All hand built, too. The single remaining AA cell was removed due to corrosion. |
The pack has standard D, C, and AA carriers, which are not wired; instead, the solder-tab cells are connected with short wires and stuffed into the carriers to keep them from ratttling around. A block of foam on top kept them in place and quiet. Each supply is fused. All the fuse holders were the cheap type with weak metal, so all the fuses were a bit loose. From experience I can guarantee that these low-quality fuse holders were the source of horrible, intermittent problems with the packs during their lifespan.

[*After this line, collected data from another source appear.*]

//! Markdown pages.
//!
//! A page is compiled in three steps:
//!
//! 1. split off the `<!-- ... -->` metadata block
//! 2. convert the remaining markdown to HTML
//! 3. render it into the template named by `template` (or `default`)

use super::{Outcome, SourceFile, is_up_to_date};
use crate::config::SiteConfig;
use crate::log;
use crate::template::{
    DEFAULT_TEMPLATE, TEMPLATE_KEY, TemplateError, TemplateStore, extract_config, render,
};
use anyhow::{Context, Result};
use pulldown_cmark::{Options, Parser, html::push_html};
use std::fs;
use std::time::SystemTime;

/// Compile page source into a complete HTML document.
///
/// `depth` is the number of directories between the output root and the page.
pub fn compile_document(
    store: &TemplateStore,
    source: &str,
    depth: usize,
    options: Options,
) -> Result<String, TemplateError> {
    let (params, body) = extract_config(source);
    let content_html = markdown_to_html(body, options);
    let template = params
        .get(TEMPLATE_KEY)
        .map_or(DEFAULT_TEMPLATE, String::as_str);

    render(store, template, &content_html, &params, depth)
}

/// Convert a markdown body to an HTML fragment without trailing newlines.
pub fn markdown_to_html(markdown: &str, options: Options) -> String {
    let mut html = String::with_capacity(markdown.len() * 3 / 2);
    push_html(&mut html, Parser::new_ext(markdown, options));
    html.truncate(html.trim_end_matches('\n').len());
    html
}

/// Compile a page and write it to its output path unless it is up to date.
///
/// Nothing is written when compilation fails.
pub fn process_page(
    file: &SourceFile,
    config: &SiteConfig,
    store: &TemplateStore,
    deps_mtime: Option<SystemTime>,
) -> Result<Outcome> {
    if is_up_to_date(&file.source, &file.dest, deps_mtime) {
        return Ok(Outcome::Skipped);
    }

    let source = fs::read_to_string(&file.source)
        .with_context(|| format!("Failed to read {}", file.source.display()))?;
    let html = compile_document(store, &source, file.depth, config.markdown.options())?;
    let html = if config.build.minify {
        minify(html.as_bytes())
    } else {
        html.into_bytes()
    };

    if let Some(parent) = file.dest.parent() {
        fs::create_dir_all(parent)
            .with_context(|| format!("Failed to create {}", parent.display()))?;
    }
    fs::write(&file.dest, html)
        .with_context(|| format!("Failed to write {}", file.dest.display()))?;

    log!(file.kind.name(); "{}", file.relative);
    Ok(Outcome::Compiled)
}

/// Minify HTML content using `minify_html` crate.
fn minify(html: &[u8]) -> Vec<u8> {
    let mut cfg = minify_html::Cfg::new();
    cfg.keep_closing_tags = true;
    cfg.keep_html_and_head_opening_tags = true;
    cfg.keep_comments = false;
    cfg.minify_css = true;
    cfg.minify_js = true;
    minify_html::minify(html, &cfg)
}

#[cfg(test)]
mod tests {
    use super::*;
    use crate::compiler::tests::set_mtime;
    use crate::template::Template;
    use std::path::Path;
    use std::time::{Duration, UNIX_EPOCH};
    use tempfile::TempDir;

    const DEFAULT: &str =
        "<!-- greeting: \"hi\" -->\n<html><body>{root}{greeting} {content}</body></html>";

    fn store() -> TemplateStore {
        let mut store = TemplateStore::default();
        store.insert("default", Template::from_source(DEFAULT));
        store.insert("special", Template::from_source("<main>{root}|{content}</main>"));
        store
    }

    fn page(dir: &Path, relative: &str, source: &str) -> SourceFile {
        let content = dir.join("content");
        let path = content.join(relative);
        fs::create_dir_all(path.parent().unwrap()).unwrap();
        fs::write(&path, source).unwrap();
        SourceFile::from_source(path, &content, &dir.join("out")).unwrap()
    }

    #[test]
    fn test_markdown_to_html() {
        assert_eq!(markdown_to_html("# Hello", Options::empty()), "<h1>Hello</h1>");
        assert_eq!(
            markdown_to_html("a\n\nb\n", Options::empty()),
            "<p>a</p>\n<p>b</p>"
        );
        assert_eq!(markdown_to_html("", Options::empty()), "");
    }

    #[test]
    fn test_markdown_extensions() {
        let source = "~~gone~~";
        assert!(!markdown_to_html(source, Options::empty()).contains("<del>"));
        assert!(markdown_to_html(source, Options::ENABLE_STRIKETHROUGH).contains("<del>gone</del>"));
    }

    #[test]
    fn test_compile_with_default_template() {
        let html = compile_document(&store(), "# Hello", 0, Options::empty()).unwrap();
        assert_eq!(html, "<html><body>hi <h1>Hello</h1></body></html>");
    }

    #[test]
    fn test_page_params_reach_template() {
        let source = "<!-- greeting: \"hello there\" -->\nx";
        let html = compile_document(&store(), source, 0, Options::empty()).unwrap();
        assert_eq!(html, "<html><body>hello there <p>x</p></body></html>");
    }

    #[test]
    fn test_compile_with_selected_template() {
        let source = "<!-- template: special -->\nbody text";
        let html = compile_document(&store(), source, 1, Options::empty()).unwrap();
        assert_eq!(html, "<main>../|<p>body text</p></main>");
    }

    #[test]
    fn test_compile_unknown_template() {
        let source = "<!-- template: missing -->\nbody";
        let err = compile_document(&store(), source, 0, Options::empty()).unwrap_err();
        assert!(matches!(err, TemplateError::NotFound(name) if name == "missing"));
    }

    #[test]
    fn test_compile_without_default_template() {
        let err = compile_document(&TemplateStore::default(), "x", 0, Options::empty()).unwrap_err();
        assert!(matches!(err, TemplateError::NotFound(name) if name == "default"));
    }

    #[test]
    fn test_process_page_writes_output() {
        let dir = TempDir::new().unwrap();
        let file = page(dir.path(), "docs/page.md", "<!-- template: special -->\nbody text");

        let outcome = process_page(&file, &SiteConfig::default(), &store(), None).unwrap();
        assert_eq!(outcome, Outcome::Compiled);
        assert_eq!(
            fs::read_to_string(dir.path().join("out/docs/page.html")).unwrap(),
            "<main>../|<p>body text</p></main>"
        );
    }

    #[test]
    fn test_process_page_skips_fresh_output() {
        let dir = TempDir::new().unwrap();
        let file = page(dir.path(), "index.md", "# Hello");
        fs::create_dir_all(dir.path().join("out")).unwrap();
        fs::write(&file.dest, "sentinel").unwrap();

        let t = UNIX_EPOCH + Duration::from_secs(1_700_000_000);
        set_mtime(&file.source, t);
        set_mtime(&file.dest, t);

        let outcome = process_page(&file, &SiteConfig::default(), &store(), None).unwrap();
        assert_eq!(outcome, Outcome::Skipped);
        assert_eq!(fs::read_to_string(&file.dest).unwrap(), "sentinel");

        // a newer template forces a rebuild when tracked
        let deps = Some(t + Duration::from_secs(1));
        let outcome = process_page(&file, &SiteConfig::default(), &store(), deps).unwrap();
        assert_eq!(outcome, Outcome::Compiled);
        assert_ne!(fs::read_to_string(&file.dest).unwrap(), "sentinel");
    }

    #[test]
    fn test_process_page_failure_writes_nothing() {
        let dir = TempDir::new().unwrap();
        let file = page(dir.path(), "a/b.md", "<!-- template: missing -->\nbody");

        let err = process_page(&file, &SiteConfig::default(), &store(), None).unwrap_err();
        assert!(err.downcast_ref::<TemplateError>().is_some());
        assert!(!file.dest.exists());
    }

    #[test]
    fn test_process_page_minified() {
        let dir = TempDir::new().unwrap();
        let file = page(dir.path(), "index.md", "# Hello\n\nworld");
        let mut config = SiteConfig::default();
        config.build.minify = true;

        process_page(&file, &config, &store(), None).unwrap();
        let html = fs::read_to_string(&file.dest).unwrap();
        assert!(html.contains("<h1>Hello</h1>"));
        assert!(!html.contains('\n'));
    }
}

The largest power supply is the 2-cell, 2.4V full "D" size which is routed to the gun. These were date-coded 1984 and could have been original. The gun, which used a xenon flash circuit from a pocket camera, consumed more current than any other part and required the large, dedicated battery pack.
The 4-cell full "C" size, at least one of which seems to be dated 1985, furnishes 4.8V to the 5V terminal on the logic board.

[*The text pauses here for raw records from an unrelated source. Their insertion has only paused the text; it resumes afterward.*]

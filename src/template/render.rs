//! Strict placeholder substitution.
//!
//! Slots are written `{key}`; `{{` and `}}` produce literal braces. Every
//! slot must resolve, either from the page, the template defaults, or the
//! two values supplied here:
//!
//! - `content`: the rendered page body
//! - `root`: relative prefix back to the output root (`""`, `"../"`, ...)

use super::{ParamMap, TemplateError, TemplateStore};
use std::collections::HashMap;

/// Relative path segment repeated once per directory level.
const ROOT_SEGMENT: &str = "../";

/// Prefix leading from a page at `depth` back to the output root.
pub fn root_prefix(depth: usize) -> String {
    ROOT_SEGMENT.repeat(depth)
}

/// Render `content_html` into the template called `name`.
///
/// Page parameters override template defaults; `content` and `root` are
/// always set by the renderer.
pub fn render(
    store: &TemplateStore,
    name: &str,
    content_html: &str,
    page_params: &ParamMap,
    depth: usize,
) -> Result<String, TemplateError> {
    let template = store.get(name)?;
    let root = root_prefix(depth);

    let mut values: HashMap<&str, &str> = template
        .defaults
        .iter()
        .chain(page_params)
        .map(|(k, v)| (k.as_str(), v.as_str()))
        .collect();
    values.insert("root", &root);
    values.insert("content", content_html);

    substitute(name, &template.html, &values)
}

/// Single pass over `html`; substituted values are never rescanned.
fn substitute(
    name: &str,
    html: &str,
    values: &HashMap<&str, &str>,
) -> Result<String, TemplateError> {
    let malformed = |brace, offset| TemplateError::Malformed {
        template: name.to_owned(),
        brace,
        offset,
    };

    let mut output = String::with_capacity(html.len());
    let mut rest = html;

    while let Some(pos) = rest.find(['{', '}']) {
        let offset = html.len() - rest.len() + pos;
        output.push_str(&rest[..pos]);
        let tail = &rest[pos..];

        if let Some(after) = tail.strip_prefix("{{") {
            output.push('{');
            rest = after;
        } else if let Some(after) = tail.strip_prefix("}}") {
            output.push('}');
            rest = after;
        } else if tail.starts_with('}') {
            return Err(malformed('}', offset));
        } else {
            let end = tail.find('}').ok_or_else(|| malformed('{', offset))?;
            let key = &tail[1..end];
            if key.contains('{') {
                return Err(malformed('{', offset));
            }
            let value = values.get(key).ok_or_else(|| TemplateError::MissingParam {
                template: name.to_owned(),
                key: key.to_owned(),
            })?;
            output.push_str(value);
            rest = &tail[end + 1..];
        }
    }

    output.push_str(rest);
    Ok(output)
}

They had to solder the wires into place. Spring-loaded clippy connections just won't stay in contact in a high-vibration wearable device in "combat." |
Also in the pack being refurbished there was one full "AA" cell which got removed immediately on arrival due to corrosion. This appears to power the two sound boards that are in the front box. With wires broken due to corrosion it's not clear whether there were more "AA" cells. I'll conduct some experiments and see if the sound circuits will even power up.
The back box also includes a 4PDT power switch (which disconnects all three supplies at once), one team LED, one sensor, and a "Euro-style" barrier terminal strip. The helmet attaches to the top of the back box; helmet signals and the LED and sensor pass through the fixed left shoulder harness to the front box. The right shoulder harness, on the other hand, can be disconnected from the front box and plugged into the vesting room battery charger.

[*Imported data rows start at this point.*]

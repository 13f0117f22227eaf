//! The particle system: spawn accounting, integration, compaction, draw dispatch

use crate::curves::{lerp_color, lerp_f32};
use crate::emitter::{take_whole, EmitterConfig};
use crate::particle::{Particle, ParticleHandle, ParticlePool};
use crate::rand::ParticleRng;
use crate::render::{
    DrawWindow, GpuBufferDevice, PointSpriteRenderer, QuadRenderer, RenderBackend, ShaderProgram,
    SharedBrush,
};
use crate::trig;
use ember_core::{EmberError, Result, Vec2};

/// Spread used by [`ParticleSystem::burst`]
pub const DEFAULT_BURST_SPREAD: f32 = 0.10;

const DEFAULT_SEED: u32 = 0xDEAD_BEEF;

/// What the last `update` did
#[derive(Debug, Clone, Copy, Default, PartialEq, Eq)]
pub struct FrameStats {
    /// Particles spawned from both sources
    pub spawned: usize,
    /// Portion of `spawned` released by a burst
    pub burst_spawned: usize,
    /// Particles that reached the end of their life
    pub expired: usize,
}

/// A single emitter with its own pool, active list and render backend
pub struct ParticleSystem {
    pool: ParticlePool,
    /// Live handles; swap-removed on death, capacity fixed at `max_particles`
    active: Vec<ParticleHandle>,
    emitter: EmitterConfig,
    rng: ParticleRng,
    position: Vec2,

    burst_remaining: u32,
    /// `f32::INFINITY` releases everything remaining in one update
    burst_rate: f32,
    burst_accumulator: f32,

    render_interval: f32,
    render_timer: f32,
    max_draw_per_frame: usize,
    draw_cursor: usize,

    backend: RenderBackend,
    last_frame: FrameStats,
    total_spawned: u64,
}

impl ParticleSystem {
    /// Quad-per-particle system drawing through `brush`
    pub fn new(brush: SharedBrush, max_particles: usize) -> Result<Self> {
        check_capacity(max_particles)?;
        Ok(Self::with_backend(
            RenderBackend::Quad(QuadRenderer::new(brush)),
            max_particles,
        ))
    }

    /// Point-sprite batch system. Allocates one vertex buffer sized for
    /// `max_particles` on `device`.
    pub fn with_point_sprites(
        brush: SharedBrush,
        shader: Box<dyn ShaderProgram>,
        device: Box<dyn GpuBufferDevice>,
        max_particles: usize,
    ) -> Result<Self> {
        check_capacity(max_particles)?;
        let renderer = PointSpriteRenderer::new(brush, shader, device, max_particles)?;
        Ok(Self::with_backend(
            RenderBackend::PointSprite(renderer),
            max_particles,
        ))
    }

    fn with_backend(backend: RenderBackend, max_particles: usize) -> Self {
        log::debug!(
            "Particle system created: capacity={max_particles} backend={}",
            backend.name()
        );
        Self {
            pool: ParticlePool::new(max_particles),
            active: Vec::with_capacity(max_particles),
            emitter: EmitterConfig::default(),
            rng: ParticleRng::new(DEFAULT_SEED),
            position: Vec2::ZERO,
            burst_remaining: 0,
            burst_rate: 0.0,
            burst_accumulator: 0.0,
            render_interval: 0.0,
            render_timer: 0.0,
            max_draw_per_frame: usize::MAX,
            draw_cursor: 0,
            backend,
            last_frame: FrameStats::default(),
            total_spawned: 0,
        }
    }

    // ── Configuration ──

    pub fn emitter(&self) -> &EmitterConfig {
        &self.emitter
    }

    pub fn emitter_mut(&mut self) -> &mut EmitterConfig {
        &mut self.emitter
    }

    pub fn set_emitter(&mut self, emitter: EmitterConfig) {
        self.emitter = emitter;
    }

    pub fn position(&self) -> Vec2 {
        self.position
    }

    /// Emitter position; affects particles spawned from now on
    pub fn set_position(&mut self, x: f32, y: f32) {
        self.position = Vec2::new(x, y);
    }

    /// Restart the random stream
    pub fn reseed(&mut self, seed: u32) {
        self.rng = ParticleRng::new(seed);
    }

    // ── Bursts ──

    /// Queue `count` particles released over [`DEFAULT_BURST_SPREAD`] seconds
    pub fn burst(&mut self, count: u32) {
        self.burst_over(count, DEFAULT_BURST_SPREAD);
    }

    /// Queue `count` particles released evenly over `spread_seconds`; all at
    /// once on the next update when `spread_seconds <= 0`.
    ///
    /// Counts from overlapping calls add up, but the release rate is replaced
    /// by the latest call, so everything still queued drains at the new rate.
    pub fn burst_over(&mut self, count: u32, spread_seconds: f32) {
        self.burst_remaining = self.burst_remaining.saturating_add(count);
        self.burst_rate = if spread_seconds > 0.0 {
            count as f32 / spread_seconds
        } else {
            f32::INFINITY
        };
    }

    /// Override the release rate of queued burst particles
    pub fn set_burst_rate_per_second(&mut self, rate: f32) {
        self.burst_rate = rate.max(0.0);
    }

    pub fn burst_remaining(&self) -> u32 {
        self.burst_remaining
    }

    pub fn burst_rate_per_second(&self) -> f32 {
        self.burst_rate
    }

    pub fn burst_accumulator(&self) -> f32 {
        self.burst_accumulator
    }

    // ── Draw throttling ──

    /// Minimum seconds between draws; 0 draws every call
    pub fn set_render_interval(&mut self, seconds: f32) {
        self.render_interval = seconds.max(0.0);
    }

    pub fn render_interval(&self) -> f32 {
        self.render_interval
    }

    pub fn render_timer(&self) -> f32 {
        self.render_timer
    }

    /// Cap on particles submitted per draw. Does not affect simulation.
    pub fn set_max_draw_per_frame(&mut self, max: usize) {
        self.max_draw_per_frame = max;
    }

    pub fn max_draw_per_frame(&self) -> usize {
        self.max_draw_per_frame
    }

    pub fn draw_cursor(&self) -> usize {
        self.draw_cursor
    }

    // ── State ──

    pub fn max_particles(&self) -> usize {
        self.pool.capacity()
    }

    pub fn active_count(&self) -> usize {
        self.active.len()
    }

    /// Pool slots not currently in use
    pub fn free_slots(&self) -> usize {
        self.pool.free_count()
    }

    /// Live particles in active-list order
    pub fn particles(&self) -> impl Iterator<Item = &Particle> + '_ {
        self.active.iter().map(|h| self.pool.get(h))
    }

    pub fn last_frame_stats(&self) -> FrameStats {
        self.last_frame
    }

    /// Particles spawned since construction (not reset by `clear`)
    pub fn total_spawned(&self) -> u64 {
        self.total_spawned
    }

    pub fn backend(&self) -> &RenderBackend {
        &self.backend
    }

    // ── Frame ──

    /// Spawn due particles, then integrate and compact the ones alive before
    /// this call. No-op unless `delta` is positive and finite.
    pub fn update(&mut self, delta: f32) {
        if !(delta > 0.0 && delta.is_finite()) {
            return;
        }

        let continuous = self.emitter.accumulate_spawns(delta) as usize;
        let burst_due = self.burst_due(delta) as usize;
        let room = self.pool.capacity() - self.active.len();
        let wanted = continuous.saturating_add(burst_due).min(room);

        let mut spawned = 0;
        while spawned < wanted && self.spawn_one() {
            spawned += 1;
        }

        // Burst particles take precedence over continuous ones for the slots we got
        let burst_spawned = spawned.min(burst_due);
        self.burst_remaining -= burst_spawned as u32;
        if self.burst_remaining == 0 {
            self.burst_accumulator = 0.0;
        }

        let expired = self.integrate(delta, spawned);

        if self.render_interval > 0.0 {
            self.render_timer += delta;
        }
        if self.draw_cursor >= self.active.len() {
            self.draw_cursor = 0;
        }

        self.total_spawned += spawned as u64;
        self.last_frame = FrameStats {
            spawned,
            burst_spawned,
            expired,
        };
        if spawned > 0 || expired > 0 {
            log::trace!(
                "particles: +{spawned} (burst {burst_spawned}) -{expired} = {}",
                self.active.len()
            );
        }
    }

    /// Submit up to `max_draw_per_frame` particles, round-robin from the draw
    /// cursor. Skipped entirely while the render interval has not elapsed.
    pub fn draw(&mut self) {
        if self.render_interval > 0.0 {
            if self.render_timer < self.render_interval {
                return;
            }
            // Keep the remainder so the cadence does not drift
            self.render_timer -= self.render_interval;
        }

        let count = self.active.len();
        let window = DrawWindow::new(self.draw_cursor, count, self.max_draw_per_frame);
        if window.count == 0 {
            return;
        }

        let pool = &self.pool;
        let active = &self.active;
        let particles = window.indices(count).map(|i| pool.get(&active[i]));
        // A skipped draw (brush held elsewhere, backend disposed) retries the
        // same window next time
        if self.backend.draw(particles, &self.emitter) > 0 {
            self.draw_cursor = window.next_cursor(count);
        }
    }

    /// Kill every particle immediately and zero all accumulators. The system
    /// stays usable.
    pub fn clear(&mut self) {
        for handle in self.active.drain(..) {
            self.pool.free(handle);
        }
        self.emitter.reset_accumulator();
        self.burst_remaining = 0;
        self.burst_rate = 0.0;
        self.burst_accumulator = 0.0;
        self.render_timer = 0.0;
        self.draw_cursor = 0;
        self.last_frame = FrameStats::default();
    }

    /// Release GPU buffers owned by the backend. The shared brush is left alone.
    pub fn dispose(&mut self) {
        self.backend.dispose();
        log::debug!("Particle system disposed ({} backend)", self.backend.name());
    }

    // ── Internals ──

    /// Whole burst particles due this frame, at most `burst_remaining`
    fn burst_due(&mut self, delta: f32) -> u32 {
        if self.burst_remaining == 0 {
            return 0;
        }
        if self.burst_rate.is_infinite() {
            return self.burst_remaining;
        }
        let due = take_whole(&mut self.burst_accumulator, self.burst_rate * delta);
        due.min(self.burst_remaining)
    }

    /// Obtain and initialize one particle; false when the pool is exhausted
    fn spawn_one(&mut self) -> bool {
        let Some(handle) = self.pool.obtain() else {
            return false;
        };
        let trig_table = self.backend.uses_trig_table();
        init_particle(
            self.pool.get_mut(&handle),
            &self.emitter,
            &mut self.rng,
            self.position,
            trig_table,
        );
        self.active.push(handle);
        true
    }

    /// Age, integrate and compact the particles that existed before this
    /// update. The last `fresh` entries were spawned this update and are left
    /// untouched. Returns how many particles expired.
    fn integrate(&mut self, delta: f32, fresh: usize) -> usize {
        let wind_x = self.emitter.wind_x();
        let gravity_y = self.emitter.gravity_y();

        let mut end = self.active.len() - fresh;
        let mut expired = 0;
        let mut i = 0;
        while i < end {
            let p = self.pool.get_mut(&self.active[i]);
            p.age += delta;

            if p.is_expired() {
                // Move the last unprocessed particle into slot i, then close
                // the gap at `end` with the last active entry. Slot i is
                // reprocessed since it now holds a different particle.
                end -= 1;
                self.active.swap(i, end);
                let dead = self.active.swap_remove(end);
                self.pool.free(dead);
                expired += 1;
                continue;
            }

            p.vel_x += wind_x * delta;
            p.vel_y += gravity_y * delta;
            p.x += p.vel_x * delta;
            p.y += p.vel_y * delta;
            p.rotation += p.rotation_speed * delta;

            let t = p.age_ratio();
            p.scale = lerp_f32(p.start_scale, p.end_scale, t);
            p.color = lerp_color(p.start_color, p.end_color, t);

            i += 1;
        }
        expired
    }
}

fn check_capacity(max_particles: usize) -> Result<()> {
    if max_particles == 0 {
        return Err(EmberError::InvalidArgument(
            "max_particles must be greater than zero".into(),
        ));
    }
    if max_particles > u32::MAX as usize {
        return Err(EmberError::InvalidArgument(format!(
            "max_particles must be at most {}, got {max_particles}",
            u32::MAX
        )));
    }
    Ok(())
}

fn init_particle(
    p: &mut Particle,
    emitter: &EmitterConfig,
    rng: &mut ParticleRng,
    origin: Vec2,
    trig_table: bool,
) {
    p.reset();

    let (life_min, life_max) = emitter.life_range();
    p.life = rng.range(life_min, life_max);
    p.age = 0.0;
    p.active = true;

    let (dx, dy) = emitter.distributor().compute_offset(rng);
    let spawn = origin + Vec2::new(dx, dy);
    p.x = spawn.x;
    p.y = spawn.y;

    let (speed_min, speed_max) = emitter.speed_range();
    let (angle_min, angle_max) = emitter.angle_range_deg();
    let speed = rng.range(speed_min, speed_max);
    let angle = rng.range(angle_min, angle_max);
    let direction = if trig_table {
        let (sin, cos) = trig::sin_cos_deg(angle);
        Vec2::new(cos, sin)
    } else {
        Vec2::from_angle_deg(angle)
    };
    let velocity = direction * speed;
    p.vel_x = velocity.x;
    p.vel_y = velocity.y;

    let (rot_min, rot_max) = emitter.start_rotation_range_deg();
    let (spin_min, spin_max) = emitter.rotation_speed_range_deg();
    p.rotation = rng.range(rot_min, rot_max);
    p.rotation_speed = rng.range(spin_min, spin_max);

    let (start_scale, end_scale) = emitter.scale_range();
    p.start_scale = start_scale;
    p.end_scale = end_scale;
    p.scale = start_scale;
    p.start_color = emitter.start_color();
    p.end_color = emitter.end_color();
    p.color = p.start_color;
}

[Side note: I have a (transcribed) note suggesting that cylindrical 2 volt Cyclon SLA batteries were being used, or at least tested, as replacements for one or another of these power supplies. (I'll try to dig up and interpret this data at some point.]
The placement of fairly lightweight batteries in the pack, rather than providing a separate, heavy battery belt as was used in Photon, was a key advantage of Star Laser Force in its time, and this design is still in use today in arenas around the world.
SLF was very primitive, but considering what was available to the engineer in the early 1980s, it made practical sense to build the system this way. It wasn't until the introduction of affordable, mass produced cordless telephones that the modern battery pack became readily available outside specific uses. Today these pre-soldered, pre-wrapped, robotically assembled units come ready to connect to phones, power tools, R/C vehicles and drones, and have considerably greater current capacity as well. For the laser tag player of today, it's a better world.
It is interesting to see this. My dad got in to video stuff early on, and we had a luggable VHS recorder and separate camera that we took to Walt Disney World in 1982. It had packs that inserted in to it, and when I finally saw SLF a few years later, I assumed they were just using camera batteries like this. interesting.